(Dataset entries)
----------------------------------------
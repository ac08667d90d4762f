//! Named parameters bound to ComfyUI node inputs.
//!
//! A [`Param`] carries a value plus the node IDs whose inputs it writes.
//! Shot-level params and workflow-level params share this shape; the
//! serialized form keeps the camelCase keys used by project files.

use serde::{Deserialize, Serialize};
use serde_json::Value;

use crate::error::CoreError;
use crate::types::NodeId;

/// Placeholder value for a param waiting on the previous workflow's image.
pub const AWAITING_PREVIOUS_IMAGE: &str = "(Awaiting previous workflow image)";

/// Placeholder value for a param waiting on the previous workflow's video.
pub const AWAITING_PREVIOUS_VIDEO: &str = "(Awaiting previous workflow video)";

/// Dynamic override type written for previous-result bindings.
pub const OVERRIDE_TYPE_PREVIOUS: &str = "previous";

/// Value type of a parameter.
#[derive(Debug, Clone, Copy, Default, PartialEq, Eq, Serialize, Deserialize)]
#[serde(rename_all = "lowercase")]
pub enum ParamKind {
    Int,
    Float,
    #[default]
    String,
    Image,
    Video,
}

impl ParamKind {
    /// Infer the kind of a raw workflow input value.
    ///
    /// Integers map to `Int`, other numbers to `Float`, everything else
    /// (strings, booleans, lists) is edited as a `String`.
    pub fn infer(value: &Value) -> Self {
        match value {
            Value::Number(n) if n.is_i64() || n.is_u64() => ParamKind::Int,
            Value::Number(_) => ParamKind::Float,
            _ => ParamKind::String,
        }
    }
}

/// Which rendered asset a dynamic param pulls its value from.
#[derive(Debug, Clone, Copy, PartialEq, Eq, Serialize, Deserialize)]
#[serde(rename_all = "lowercase")]
pub enum AssetKind {
    Image,
    Video,
}

impl AssetKind {
    pub fn from_is_video(is_video: bool) -> Self {
        if is_video {
            AssetKind::Video
        } else {
            AssetKind::Image
        }
    }

    pub fn is_video(self) -> bool {
        self == AssetKind::Video
    }
}

/// Persisted description of a dynamic binding.
#[derive(Debug, Clone, PartialEq, Serialize, Deserialize)]
#[serde(rename_all = "camelCase")]
pub struct DynamicOverride {
    #[serde(rename = "type", default)]
    pub kind: String,
    pub asset_type: AssetKind,
}

/// Where a param's value comes from at dispatch time.
#[derive(Debug, Clone, Copy, PartialEq, Eq)]
pub enum ParamSource {
    /// The stored value is used as is.
    Literal,
    /// The shot's current still, falling back to the stored value.
    ShotImage,
    /// The image produced by the previous workflow of the same shot.
    PreviousImage,
    /// The video produced by the previous workflow of the same shot.
    PreviousVideo,
}

#[derive(Debug, Clone, PartialEq, Serialize, Deserialize)]
#[serde(rename_all = "camelCase")]
pub struct Param {
    pub name: String,
    #[serde(rename = "type", default)]
    pub kind: ParamKind,
    #[serde(default)]
    pub value: Value,
    #[serde(rename = "nodeIDs", default)]
    pub node_ids: Vec<NodeId>,
    #[serde(default, skip_serializing_if = "Option::is_none")]
    pub display_name: Option<String>,
    #[serde(default)]
    pub visible: bool,
    #[serde(default, skip_serializing_if = "String::is_empty")]
    pub node_meta_title: String,
    #[serde(default, skip_serializing_if = "is_false")]
    pub use_shot_image: bool,
    #[serde(default, skip_serializing_if = "is_false")]
    pub use_prev_result_image: bool,
    #[serde(default, skip_serializing_if = "is_false")]
    pub use_prev_result_video: bool,
    #[serde(default, skip_serializing_if = "Option::is_none")]
    pub dynamic_overrides: Option<DynamicOverride>,
}

fn is_false(b: &bool) -> bool {
    !*b
}

impl Param {
    /// A plain string param not bound to any node.
    pub fn new(name: impl Into<String>, kind: ParamKind, value: Value) -> Self {
        Self {
            name: name.into(),
            kind,
            value,
            node_ids: Vec::new(),
            display_name: None,
            visible: false,
            node_meta_title: String::new(),
            use_shot_image: false,
            use_prev_result_image: false,
            use_prev_result_video: false,
            dynamic_overrides: None,
        }
    }

    /// Expose a single node input as a param bound to that node.
    pub fn from_input(node_id: &str, node_title: &str, key: &str, value: &Value) -> Self {
        let mut param = Self::new(key, ParamKind::infer(value), value.clone());
        param.node_ids = vec![node_id.to_string()];
        param.display_name = Some(key.to_string());
        param.node_meta_title = node_title.to_string();
        param
    }

    /// Builder: bind the param to the given node IDs.
    pub fn with_nodes<I, S>(mut self, node_ids: I) -> Self
    where
        I: IntoIterator<Item = S>,
        S: Into<NodeId>,
    {
        self.node_ids = node_ids.into_iter().map(Into::into).collect();
        self
    }

    /// Human-facing label: the display name when set, else the name.
    pub fn label(&self) -> &str {
        self.display_name.as_deref().unwrap_or(&self.name)
    }

    /// Case-insensitive comparison of the param name with an input key.
    pub fn matches_input(&self, key: &str) -> bool {
        self.name.eq_ignore_ascii_case(key)
    }

    /// Whether this param writes into the given node.
    pub fn targets(&self, node_id: &str) -> bool {
        self.node_ids.iter().any(|id| id == node_id)
    }

    /// Derive the dispatch-time source from the persisted flags.
    pub fn source(&self) -> ParamSource {
        if self.use_prev_result_image {
            ParamSource::PreviousImage
        } else if self.use_prev_result_video {
            ParamSource::PreviousVideo
        } else if self.use_shot_image && self.kind == ParamKind::Image {
            ParamSource::ShotImage
        } else {
            ParamSource::Literal
        }
    }

    /// Whether the value is filled in from a previous render at dispatch.
    pub fn is_dynamic(&self) -> bool {
        matches!(
            self.source(),
            ParamSource::PreviousImage | ParamSource::PreviousVideo
        )
    }

    /// Flag the param to receive the previous workflow's result.
    ///
    /// Only string params can be rebound this way.
    pub fn set_previous_result(&mut self, asset: AssetKind) -> Result<(), CoreError> {
        if self.kind != ParamKind::String {
            return Err(CoreError::Validation(format!(
                "Param '{}' is not a string param and cannot take a previous result",
                self.name
            )));
        }
        self.use_prev_result_image = asset == AssetKind::Image;
        self.use_prev_result_video = asset == AssetKind::Video;
        self.value = Value::String(
            match asset {
                AssetKind::Image => AWAITING_PREVIOUS_IMAGE,
                AssetKind::Video => AWAITING_PREVIOUS_VIDEO,
            }
            .to_string(),
        );
        self.dynamic_overrides = Some(DynamicOverride {
            kind: OVERRIDE_TYPE_PREVIOUS.to_string(),
            asset_type: asset,
        });
        Ok(())
    }

    /// Drop any previous-result binding, keeping the current value.
    pub fn clear_dynamic_override(&mut self) {
        self.use_prev_result_image = false;
        self.use_prev_result_video = false;
        self.dynamic_overrides = None;
    }

    /// Restore the flags implied by a saved dynamic override.
    ///
    /// Non-string params keep their literal value.
    pub fn apply_dynamic_override(&mut self, over: &DynamicOverride) {
        if self.set_previous_result(over.asset_type).is_ok() {
            self.dynamic_overrides = Some(over.clone());
        }
    }

    /// Parse a user-supplied string into a value of this param's kind.
    pub fn parse_value(&self, raw: &str) -> Result<Value, CoreError> {
        match self.kind {
            ParamKind::Int => raw.trim().parse::<i64>().map(Value::from).map_err(|e| {
                CoreError::Validation(format!("'{raw}' is not an integer for '{}': {e}", self.name))
            }),
            ParamKind::Float => raw.trim().parse::<f64>().map(Value::from).map_err(|e| {
                CoreError::Validation(format!("'{raw}' is not a number for '{}': {e}", self.name))
            }),
            ParamKind::String | ParamKind::Image | ParamKind::Video => {
                Ok(Value::String(raw.to_string()))
            }
        }
    }
}

#[cfg(test)]
mod tests {
    use super::*;
    use assert_matches::assert_matches;
    use serde_json::json;

    #[test]
    fn infer_kinds() {
        assert_eq!(ParamKind::infer(&json!(42)), ParamKind::Int);
        assert_eq!(ParamKind::infer(&json!(7.5)), ParamKind::Float);
        assert_eq!(ParamKind::infer(&json!("hi")), ParamKind::String);
        assert_eq!(ParamKind::infer(&json!(true)), ParamKind::String);
    }

    #[test]
    fn from_input_binds_node() {
        let p = Param::from_input("3", "KSampler", "seed", &json!(5));
        assert_eq!(p.kind, ParamKind::Int);
        assert!(p.targets("3"));
        assert!(!p.targets("4"));
        assert_eq!(p.label(), "seed");
        assert_eq!(p.node_meta_title, "KSampler");
    }

    #[test]
    fn matches_input_ignores_case() {
        let p = Param::new("Seed", ParamKind::Int, json!(1));
        assert!(p.matches_input("seed"));
        assert!(!p.matches_input("steps"));
    }

    #[test]
    fn previous_result_sets_placeholder() {
        let mut p = Param::new("image", ParamKind::String, json!("a.png"));
        p.set_previous_result(AssetKind::Video).unwrap();
        assert_eq!(p.source(), ParamSource::PreviousVideo);
        assert_eq!(p.value, json!(AWAITING_PREVIOUS_VIDEO));
        assert!(p.is_dynamic());

        p.clear_dynamic_override();
        assert_eq!(p.source(), ParamSource::Literal);
        assert!(p.dynamic_overrides.is_none());
    }

    #[test]
    fn previous_result_rejected_for_numbers() {
        let mut p = Param::new("steps", ParamKind::Int, json!(20));
        assert_matches!(
            p.set_previous_result(AssetKind::Image),
            Err(CoreError::Validation(_))
        );
    }

    #[test]
    fn shot_image_only_applies_to_image_params() {
        let mut p = Param::new("Image", ParamKind::Image, json!(""));
        p.use_shot_image = true;
        assert_eq!(p.source(), ParamSource::ShotImage);
        p.kind = ParamKind::String;
        assert_eq!(p.source(), ParamSource::Literal);
    }

    #[test]
    fn deserializes_legacy_shape() {
        let raw = json!({
            "type": "image",
            "name": "Image",
            "value": "",
            "useShotImage": true,
            "nodeIDs": ["1"]
        });
        let p: Param = serde_json::from_value(raw).unwrap();
        assert_eq!(p.kind, ParamKind::Image);
        assert!(p.use_shot_image);
        assert_eq!(p.node_ids, vec!["1"]);
    }

    #[test]
    fn serializes_camel_case_without_unset_flags() {
        let p = Param::from_input("7", "Positive", "text", &json!("a cat"));
        let v = serde_json::to_value(&p).unwrap();
        assert_eq!(v["nodeIDs"], json!(["7"]));
        assert_eq!(v["displayName"], json!("text"));
        assert!(v.get("usePrevResultImage").is_none());
    }

    #[test]
    fn parse_value_by_kind() {
        let p = Param::new("steps", ParamKind::Int, json!(1));
        assert_eq!(p.parse_value("30").unwrap(), json!(30));
        assert!(p.parse_value("thirty").is_err());
        let f = Param::new("cfg", ParamKind::Float, json!(1.0));
        assert_eq!(f.parse_value("7.5").unwrap(), json!(7.5));
        let s = Param::new("text", ParamKind::String, json!(""));
        assert_eq!(s.parse_value("hello").unwrap(), json!("hello"));
    }
}
// ---------------------------------------------------------------------------
// ComfyUI process
// ---------------------------------------------------------------------------

async fn start_comfy(settings: &Settings) -> anyhow::Result<()> {
    if settings.comfy_py_path.is_empty() || settings.comfy_main_path.is_empty() {
        bail!("Set comfy_py_path and comfy_main_path first (shotdesigner settings set ...)");
    }
    let mut launcher = ComfyLauncher::start(&settings.comfy_py_path, Path::new(&settings.comfy_main_path))?;
    tracing::info!(pid = ?launcher.id(), "ComfyUI started, Ctrl-C to stop");

    tokio::select! {
        _ = tokio::signal::ctrl_c() => {
            let status = launcher.stop().await?;
            tracing::info!(%status, "ComfyUI stopped");
        }
        status = launcher.wait() => {
            let status = status?;
            if !status.success() {
                bail!("ComfyUI exited with {status}");
            }
        }
    }
    Ok(())
}

// ---------------------------------------------------------------------------
// Helpers
// ---------------------------------------------------------------------------

/// Parse `raw` with the kind of the first matching param in the project,
/// or infer a number or string when none exists yet.
fn typed_value(project: &Project, target: &ParamTarget, raw: &str) -> anyhow::Result<Value> {
    let existing = project.shots.iter().find_map(|shot| match target {
        ParamTarget::Shot { name } => shot.param(name),
        ParamTarget::Workflow { path, name } => shot
            .workflows
            .iter()
            .filter(|wf| &wf.path == path)
            .find_map(|wf| wf.parameters.find(name)),
    });
    match existing {
        Some(param) => Ok(param.parse_value(raw)?),
        None => Ok(infer_value(raw)),
    }
}

fn infer_value(raw: &str) -> Value {
    let trimmed = raw.trim();
    if let Ok(i) = trimmed.parse::<i64>() {
        return Value::from(i);
    }
    if let Ok(f) = trimmed.parse::<f64>() {
        if f.is_finite() {
            return Value::from(f);
        }
    }
    Value::String(raw.to_string())
}
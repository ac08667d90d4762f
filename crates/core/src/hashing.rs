//! Shared SHA-256 hex digest utility.
//!
//! Render signatures hash a canonical JSON rendering of everything that
//! influences a render; `serde_json` maps are key-sorted so
//! [`canonical_json`] is stable across runs.

use sha2::{Digest, Sha256};

/// Compute a SHA-256 hex digest of the given bytes.
pub fn sha256_hex(data: &[u8]) -> String {
    let hash = Sha256::digest(data);
    format!("{hash:x}")
}

/// Serialize a JSON value with sorted object keys and no whitespace.
pub fn canonical_json(value: &serde_json::Value) -> String {
    // serde_json::Map is a BTreeMap unless `preserve_order` is enabled,
    // which this workspace never does.
    value.to_string()
}

#[cfg(test)]
mod tests {
    use super::*;
    use serde_json::json;

    #[test]
    fn empty_input_produces_known_hash() {
        let hash = sha256_hex(b"");
        assert_eq!(
            hash,
            "e3b0c44298fc1c149afbf4c8996fb92427ae41e4649b934ca495991b7852b855"
        );
    }

    #[test]
    fn consistent_output() {
        let data = b"hello world";
        assert_eq!(sha256_hex(data), sha256_hex(data));
        assert_eq!(sha256_hex(data).len(), 64);
    }

    #[test]
    fn canonical_json_ignores_insertion_order() {
        let mut a = serde_json::Map::new();
        a.insert("b".into(), json!(1));
        a.insert("a".into(), json!(2));
        let mut b = serde_json::Map::new();
        b.insert("a".into(), json!(2));
        b.insert("b".into(), json!(1));
        assert_eq!(
            canonical_json(&serde_json::Value::Object(a)),
            canonical_json(&serde_json::Value::Object(b))
        );
    }
}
----------------------------------------
* [Problem requirements]:
Find each line above with the string "existing", then report how many there are. Write only the number.

* [Problem solution]:
2